Re: Accessor methods and (auto)release: conclusion
Re: Accessor methods and (auto)release: conclusion
- Subject: Re: Accessor methods and (auto)release: conclusion
- From: Simon Stapleton <email@hidden>
- Date: Wed, 07 Aug 2002 08:03:14 -0500
On Wed, 7 Aug 2002, at 00:42:40 -0400, Brent Gulanowski wrote:
On Tuesday, August 6, 2002, at 03:53 PM, Georg Tuparev wrote:
This is very interesting -- byt academic -- discussion. I am sure many of
the not so experienced subscribers to this list are now afraid of
touching accessor methods.
I hope not. Really.
Here my humble 12 years NeXTstep/Cocoa experience. In over 95% of the
cases the simplest possible solution discussed in Hillegass' book (pp. 59,
"Retain, Then release") works perfectly.
This is very true, but in the other 5% of cases it becomes necessary to do something more complex, and then (I hope) the contents of this thread will be useful, for 'newbies' and experienced programmers alike. Even if it doesn't provide a cut & dried answer (and I, personally, believe there is no one answer), it should at least trigger a few 'Oh, it's one of _those_ cases' moments.
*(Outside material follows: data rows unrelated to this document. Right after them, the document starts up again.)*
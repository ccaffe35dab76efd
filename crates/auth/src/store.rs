//! Persisted copy of the signed-in employee.
//!
//! The store itself is an untyped string slot; [`load_employee`] and
//! [`save_employee`] add the JSON encoding on top.

use std::io;
use std::path::{Path, PathBuf};
use std::sync::{Mutex, PoisonError};

use thiserror::Error;

use pharmacrm_core::Employee;

/// Fixed key the session record is stored under.
pub const SESSION_STORAGE_KEY: &str = "pavittar_pharma_employee";

#[derive(Debug, Error)]
pub enum StoreError {
    #[error("session storage io error: {0}")]
    Io(#[from] io::Error),

    #[error("failed to encode session record: {0}")]
    Encode(#[source] serde_json::Error),

    #[error("stored session record is corrupt: {0}")]
    Corrupt(#[source] serde_json::Error),
}

/// Key-value slot holding the serialized session record.
pub trait SessionStore: Send + Sync {
    fn get(&self) -> Result<Option<String>, StoreError>;
    fn set(&self, value: &str) -> Result<(), StoreError>;
    fn clear(&self) -> Result<(), StoreError>;
}

/// Read and decode the stored employee.
///
/// An absent record is `Ok(None)`; an unparsable one is `StoreError::Corrupt`.
pub fn load_employee(store: &dyn SessionStore) -> Result<Option<Employee>, StoreError> {
    match store.get()? {
        None => Ok(None),
        Some(raw) => serde_json::from_str(&raw).map(Some).map_err(StoreError::Corrupt),
    }
}

pub fn save_employee(store: &dyn SessionStore, employee: &Employee) -> Result<(), StoreError> {
    let raw = serde_json::to_string(employee).map_err(StoreError::Encode)?;
    store.set(&raw)
}

/// Process-local store. Sessions do not survive a restart.
#[derive(Debug, Default)]
pub struct MemorySessionStore {
    slot: Mutex<Option<String>>,
}

impl MemorySessionStore {
    pub fn new() -> Self {
        Self::default()
    }
}

impl SessionStore for MemorySessionStore {
    fn get(&self) -> Result<Option<String>, StoreError> {
        Ok(self.slot.lock().unwrap_or_else(PoisonError::into_inner).clone())
    }

    fn set(&self, value: &str) -> Result<(), StoreError> {
        *self.slot.lock().unwrap_or_else(PoisonError::into_inner) = Some(value.to_string());
        Ok(())
    }

    fn clear(&self) -> Result<(), StoreError> {
        self.slot.lock().unwrap_or_else(PoisonError::into_inner).take();
        Ok(())
    }
}

/// File-backed store: `<dir>/pavittar_pharma_employee.json`.
///
/// Survives restarts of the process, scoped to one user profile directory.
#[derive(Debug, Clone)]
pub struct FileSessionStore {
    path: PathBuf,
}

impl FileSessionStore {
    pub fn new(dir: impl AsRef<Path>) -> Self {
        Self {
            path: dir.as_ref().join(format!("{SESSION_STORAGE_KEY}.json")),
        }
    }

    pub fn path(&self) -> &Path {
        &self.path
    }
}

impl SessionStore for FileSessionStore {
    fn get(&self) -> Result<Option<String>, StoreError> {
        match std::fs::read_to_string(&self.path) {
            Ok(raw) => Ok(Some(raw)),
            Err(e) if e.kind() == io::ErrorKind::NotFound => Ok(None),
            Err(e) => Err(e.into()),
        }
    }

    fn set(&self, value: &str) -> Result<(), StoreError> {
        if let Some(parent) = self.path.parent() {
            std::fs::create_dir_all(parent)?;
        }
        // Write-then-rename so a crash never leaves a half-written record.
        let tmp = self.path.with_extension("json.tmp");
        std::fs::write(&tmp, value)?;
        std::fs::rename(&tmp, &self.path)?;
        Ok(())
    }

    fn clear(&self) -> Result<(), StoreError> {
        match std::fs::remove_file(&self.path) {
            Ok(()) => Ok(()),
            Err(e) if e.kind() == io::ErrorKind::NotFound => Ok(()),
            Err(e) => Err(e.into()),
        }
    }
}
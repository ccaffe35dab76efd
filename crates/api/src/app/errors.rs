use axum::http::StatusCode;
use axum::response::IntoResponse;

use pharmacrm_auth::VerifierResponse;

/// Error body in the verifier's own response shape, so clients only ever
/// parse one format.
pub fn verifier_error(status: StatusCode, message: impl Into<String>) -> axum::response::Response {
    (status, axum::Json(VerifierResponse::error(message))).into_response()
}
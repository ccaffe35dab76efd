//! Demo employees for development and tests.

use pharmacrm_core::{EmployeeId, Role};

use crate::directory::{DirectoryError, EmployeeDirectory};
use crate::record::EmployeeRecord;

pub struct DemoAccount {
    pub id: &'static str,
    pub username: &'static str,
    pub password: &'static str,
    pub name: &'static str,
    pub email: &'static str,
    pub role: Role,
}

pub const DEMO_ACCOUNTS: [DemoAccount; 3] = [
    DemoAccount {
        id: "admin-001",
        username: "admin",
        password: "admin123",
        name: "Admin User",
        email: "admin@pharmasync.com",
        role: Role::Admin,
    },
    DemoAccount {
        id: "sales-001",
        username: "sales",
        password: "sales123",
        name: "Sales Rep",
        email: "sales@pharmasync.com",
        role: Role::SalesRep,
    },
    DemoAccount {
        id: "manager-001",
        username: "manager",
        password: "manager123",
        name: "Manager User",
        email: "manager@pharmasync.com",
        role: Role::Manager,
    },
];

/// Add the demo accounts to `directory`.
pub fn seed_demo(directory: &EmployeeDirectory) -> Result<(), DirectoryError> {
    for account in &DEMO_ACCOUNTS {
        let record = EmployeeRecord::new(
            EmployeeId::new(account.id)?,
            account.username,
            account.name,
            account.role,
            account.password,
        )?
        .with_email(account.email);
        directory.insert(record)?;
    }
    tracing::info!(count = DEMO_ACCOUNTS.len(), "seeded demo employees");
    Ok(())
}

pub fn demo_directory() -> Result<EmployeeDirectory, DirectoryError> {
    let directory = EmployeeDirectory::new();
    seed_demo(&directory)?;
    Ok(directory)
}
impl AuthSession {
    pub fn new(verifier: Arc<dyn CredentialVerifier>, store: Arc<dyn SessionStore>) -> Self {
        Self {
            inner: Arc::new(Inner {
                verifier,
                store,
                current: RwLock::new(None),
                broadcaster: AuthBroadcaster::new(),
            }),
        }
    }

    /// HTTP verifier plus file-backed session record, both from `config`.
    pub fn from_config(config: &AuthConfig) -> Result<Self, SessionSetupError> {
        let verifier = HttpCredentialVerifier::from_config(config)?;
        let store = FileSessionStore::new(&config.session_dir);
        Ok(Self::new(Arc::new(verifier), Arc::new(store)))
    }

    /// Verify credentials and, on success, make `employee` the current user.
    ///
    /// Concurrent calls each do their own round trip; the last one to
    /// complete wins.
    pub async fn login(&self, identifier: &str, password: &str) -> Result<Employee, LoginError> {
        if identifier.trim().is_empty() || password.is_empty() {
            return Err(LoginError::MissingCredentials);
        }

        tracing::info!(identifier, "login attempt");

        match self.inner.verifier.login(identifier, password).await {
            Ok(employee) => {
                self.establish(&employee);
                tracing::info!(employee_id = %employee.id, role = %employee.role, "login succeeded");
                Ok(employee)
            }
            Err(err) => {
                let err = LoginError::from(err);
                tracing::warn!(identifier, code = err.code(), reason = %err, "login failed");
                Err(err)
            }
        }
    }

    /// Clear the local session and notify the verifier in the background.
    ///
    /// Local state is gone when this returns. The remote notification runs as
    /// a detached task on the current tokio runtime; its failure is logged.
    /// Without a runtime the notification is skipped and reported as a warning.
    pub fn logout(&self) -> LogoutReport {
        let employee = self.clear_local();

        let warning = employee
            .as_ref()
            .and_then(|e| self.spawn_remote_logout(e));

        LogoutReport { employee, warning }
    }

    /// Like [`logout`](Self::logout), but waits for the verifier and reports
    /// its failure as a warning.
    pub async fn logout_and_wait(&self) -> LogoutReport {
        let employee = self.clear_local();

        let warning = match &employee {
            None => None,
            Some(e) => match self.inner.verifier.logout(&e.id).await {
                Ok(()) => None,
                Err(err) => {
                    tracing::warn!(employee_id = %e.id, error = %err, "remote logout notification failed");
                    Some(format!("signed out locally; verifier not notified: {err}"))
                }
            },
        };

        LogoutReport { employee, warning }
    }

    /// Cached user, falling back to the persisted record.
    pub fn current_user(&self) -> Option<Employee> {
        if let Some(employee) = self.read_cache().clone() {
            return Some(employee);
        }

        match store::load_employee(self.inner.store.as_ref()) {
            Ok(Some(employee)) => {
                *self.write_cache() = Some(employee.clone());
                Some(employee)
            }
            Ok(None) => None,
            Err(StoreError::Corrupt(e)) => {
                tracing::warn!(error = %e, "discarding corrupt session record");
                if let Err(e) = self.inner.store.clear() {
                    tracing::warn!(error = %e, "failed to remove corrupt session record");
                }
                None
            }
            Err(e) => {
                tracing::warn!(error = %e, "failed to read session record");
                None
            }
        }
    }

    pub fn is_authenticated(&self) -> bool {
        self.current_user().is_some()
    }

    pub fn has_role(&self, role: Role) -> bool {
        authorize::has_role(self.current_user().as_ref(), role)
    }

    pub fn is_admin(&self) -> bool {
        authorize::is_admin(self.current_user().as_ref())
    }

    pub fn can_access(&self, feature: Feature) -> bool {
        authorize::can_access(self.current_user().as_ref(), feature)
    }

    /// Register a listener; it is called right away with the current user and
    /// again on every login/logout/initialize.
    pub fn on_auth_state_change<F>(&self, listener: F) -> AuthSubscription
    where
        F: Fn(Option<&Employee>) + Send + Sync + 'static,
    {
        let current = self.current_user();
        self.inner.broadcaster.subscribe(listener, current.as_ref())
    }

    /// Broadcast the persisted user once (application startup).
    pub fn initialize(&self) {
        let current = self.current_user();
        tracing::debug!(authenticated = current.is_some(), "auth session initialized");
        self.inner.broadcaster.notify(current.as_ref());
    }

    fn establish(&self, employee: &Employee) {
        // Store and cache change under one guard so racing logins cannot
        // leave them holding different employees.
        {
            let mut cache = self.write_cache();
            if let Err(e) = store::save_employee(self.inner.store.as_ref(), employee) {
                tracing::warn!(employee_id = %employee.id, error = %e, "session will not survive a restart");
            }
            *cache = Some(employee.clone());
        }
        self.inner.broadcaster.notify(Some(employee));
    }

    fn clear_local(&self) -> Option<Employee> {
        let previous = self.current_user();

        {
            let mut cache = self.write_cache();
            if let Err(e) = self.inner.store.clear() {
                tracing::warn!(error = %e, "failed to clear session record");
            }
            cache.take();
        }
        self.inner.broadcaster.notify(None);

        if let Some(e) = &previous {
            tracing::info!(employee_id = %e.id, "logged out");
        }
        previous
    }

    fn spawn_remote_logout(&self, employee: &Employee) -> Option<String> {
        let Ok(handle) = tokio::runtime::Handle::try_current() else {
            tracing::warn!(employee_id = %employee.id, "no async runtime; remote logout notification skipped");
            return Some("signed out locally; verifier not notified (no async runtime)".to_string());
        };

        let verifier = Arc::clone(&self.inner.verifier);
        let employee_id = employee.id.clone();
        handle.spawn(async move {
            match verifier.logout(&employee_id).await {
                Ok(()) => tracing::debug!(employee_id = %employee_id, "remote logout recorded"),
                Err(err) => {
                    tracing::warn!(employee_id = %employee_id, error = %err, "remote logout notification failed")
                }
            }
        });
        None
    }

    fn read_cache(&self) -> std::sync::RwLockReadGuard<'_, Option<Employee>> {
        self.inner.current.read().unwrap_or_else(PoisonError::into_inner)
    }

    fn write_cache(&self) -> std::sync::RwLockWriteGuard<'_, Option<Employee>> {
        self.inner.current.write().unwrap_or_else(PoisonError::into_inner)
    }
}
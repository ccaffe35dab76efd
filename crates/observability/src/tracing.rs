//! Tracing/logging initialization.

use tracing_subscriber::EnvFilter;

/// Default filter when `RUST_LOG` is unset: our crates at info, the HTTP
/// stack quieter.
const DEFAULT_FILTER: &str = "info,hyper=warn,reqwest=warn";

/// Initialize tracing/logging for the process.
///
/// Safe to call multiple times (subsequent calls are no-ops).
pub fn init() {
    let filter = EnvFilter::try_from_default_env()
        .unwrap_or_else(|_| EnvFilter::new(DEFAULT_FILTER));

    // JSON logs + timestamps, configurable via RUST_LOG.
    let _ = tracing_subscriber::fmt()
        .with_env_filter(filter)
        .json()
        .with_timer(tracing_subscriber::fmt::time::SystemTime)
        .with_target(false)
        .try_init();

    ::tracing::debug!("tracing initialized");
}
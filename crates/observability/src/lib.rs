//! Tracing and logging (shared setup).

/// Initialize process-wide observability (tracing/logging).
///
/// This is safe to call multiple times; subsequent calls become no-ops.
pub fn init() {
    tracing::init();
}

/// Tracing configuration (filters, layers).
pub mod tracing;
//! Server configuration from the environment.

use std::net::SocketAddr;

const DEFAULT_BIND: &str = "0.0.0.0:8080";

#[derive(Debug, Clone, PartialEq, Eq)]
pub struct ApiConfig {
    pub bind: SocketAddr,
    /// Seed the demo employees at startup.
    pub seed_demo: bool,
}

impl Default for ApiConfig {
    fn default() -> Self {
        Self {
            bind: default_bind(),
            seed_demo: true,
        }
    }
}

impl ApiConfig {
    /// Read `PHARMACRM_BIND` and `PHARMACRM_SEED_DEMO`.
    pub fn from_env() -> Self {
        Self::from_lookup(|key| std::env::var(key).ok())
    }

    fn from_lookup(lookup: impl Fn(&str) -> Option<String>) -> Self {
        let bind = match lookup("PHARMACRM_BIND") {
            None => default_bind(),
            Some(raw) => raw.parse().unwrap_or_else(|_| {
                tracing::warn!(value = %raw, "invalid PHARMACRM_BIND; using {DEFAULT_BIND}");
                default_bind()
            }),
        };

        let seed_demo = match lookup("PHARMACRM_SEED_DEMO").as_deref() {
            None => true,
            Some("1" | "true" | "yes") => true,
            Some("0" | "false" | "no") => false,
            Some(other) => {
                tracing::warn!(value = other, "invalid PHARMACRM_SEED_DEMO; seeding demo data");
                true
            }
        };

        Self { bind, seed_demo }
    }
}

fn default_bind() -> SocketAddr {
    SocketAddr::from(([0, 0, 0, 0], 8080))
}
In the very few cases where
this does not work, you get to know it very quickly (SIGBUS is just one
expression of this knowledge).
<grin> Of course, a SIGBUS in testing is one thing, but in delivered code it's quite another.
But instead of falling in the trap of
academic discussions and religious debates, better spend your time on
writing unit test.
I'm 100% with you here, Georg, but then I fall into the 'extreme programming' camp...
George,
With all due respect, I don't quite agree. As a very attentive newbie,
this issue is very important to me, striking right to the heart of both
OOP principles and Cocoa practice. I want to get it right now, not come
back to it in a few years after I've written quite a bit of code.
A very laudable aim.
While
some people seem to take it for granted that code should be re-written, I'
m not one of them, and I want every method I compose to have sound
reasoning behind every decision I make while designing it.
As is this. Sadly, code _does_ get rewritten (and if you use extreme programming, it tends to get rewritten a lot), as designs change on the fly all the time. Users tend to come back with comments like 'it would be really nice if...' and 'oh, what I really meant when you were gathering requirements was...' and 'no that's not right at all'. All of which have a distinct tendency to require major structural changes. Nasty things, users. If only we could (auto)release them ;-)
So far I can't find a good reason to pick sides.
Nor me.
I like Ondra's argument
to keep the "retain/autorelease" stuff localized to avoid re-typing it a
lot (and thereby forgetting it somewhere), but why would I trust that
everyone would follow it? (Aside from my prior ignorance, of course.)
I think, and I hope I'm not stepping on toes here, that what Ondra was aiming at was the point that no code, other than accessors, should _ever_[1] directly access instance variables. This is a 100% good pattern, IMHO, and what accessors you happen to be using should make no difference.
[1] There are, of course, times when you might have to bypass this for performance reasons. Real life, as ever, pokes its nose into a nice theoretical discussion...
In a related note, I also tend to agree with Ondra about the use of accessors in -dealloc, as well, but then I don't consider -dealloc to be an accessor.
Of course, there are accessors and accessors. For complex cases (i.e. with side-effects), I tend to have 'public' accessors, declared in the header file, which do all sorts of things as well as access the instance variable(s) in question, and 'private' ones in separate, non-published, categories which actually do the real accessing.
Thus, you _might_ have:
// public accessor
- (void) setMyThing: (Thing *) aThing {
if (![[self myThing] isEqual:aThing]) {
[self privateSetMyThing:aThing];
// side effects, such as...
[[NSNotificationCenter defaultCenter] postNotificationName: MyThingDidChange object:self];
[self incrementThingChangeCount];
// etc..
}
}
// private accessor - quite simple and possibly generated by a macro
- (void) privateSetMyThing: (Thing *) aThing {
[[self myThing] autorelease];
_myThing = [aThing retain];
}
- (void) dealloc {
[self privateSetMyThing:nil]; // note use of private method here to avoid
[super dealloc];
}
...but this is, of course, not the simple case. It gets even nastier when you start taking thread-safety into account (and your unit tests get even nastier still), but it's still possible to encapsulate all the accessing into one place, which is part of what OO is supposed to be about, no?
And then, in a separate email, he asked:
Chris Hanson wrote:
Right. We need to start talking in terms of "attributes" and
"relationships."
"Attributes" are other objects owned by an object. "Relationships" are
other objects referenced by an object.
In UML is this the distinction of whether the diamond in the "has a"
relationship is outlined or solid?
Yep.
Just my b,0.02 of gasoline on the fire.